[Data supplied — start]

// Team id -> display name lookup.

use crate::data::records::TeamRow;
use std::collections::HashMap;

/// Display names keyed by team id. Unmapped ids display as themselves.
#[derive(Debug, Clone, Default)]
pub struct TeamDirectory {
    names: HashMap<String, String>,
}

impl TeamDirectory {
    /// Build from team rows of any year. When an id appears more than once,
    /// the last row wins.
    pub fn from_rows(rows: &[TeamRow]) -> Self {
        let names = rows
            .iter()
            .map(|row| (row.team_id.clone(), row.display_name().to_string()))
            .collect();
        TeamDirectory { names }
    }

    pub fn name_for<'a>(&'a self, team_id: &'a str) -> &'a str {
        self.names.get(team_id).map(String::as_str).unwrap_or(team_id)
    }

    pub fn len(&self) -> usize {
        self.names.len()
    }

    pub fn is_empty(&self) -> bool {
        self.names.is_empty()
    }
}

[Data supplied — finish]

**Assignment:**
The required output is every line from the one with "pub fn len(&self)" to the final line of the entries, repeated exactly and with nothing else.

**Output below:**
    pub fn len(&self) -> usize {
        self.names.len()
    }

    pub fn is_empty(&self) -> bool {
        self.names.is_empty()
    }
}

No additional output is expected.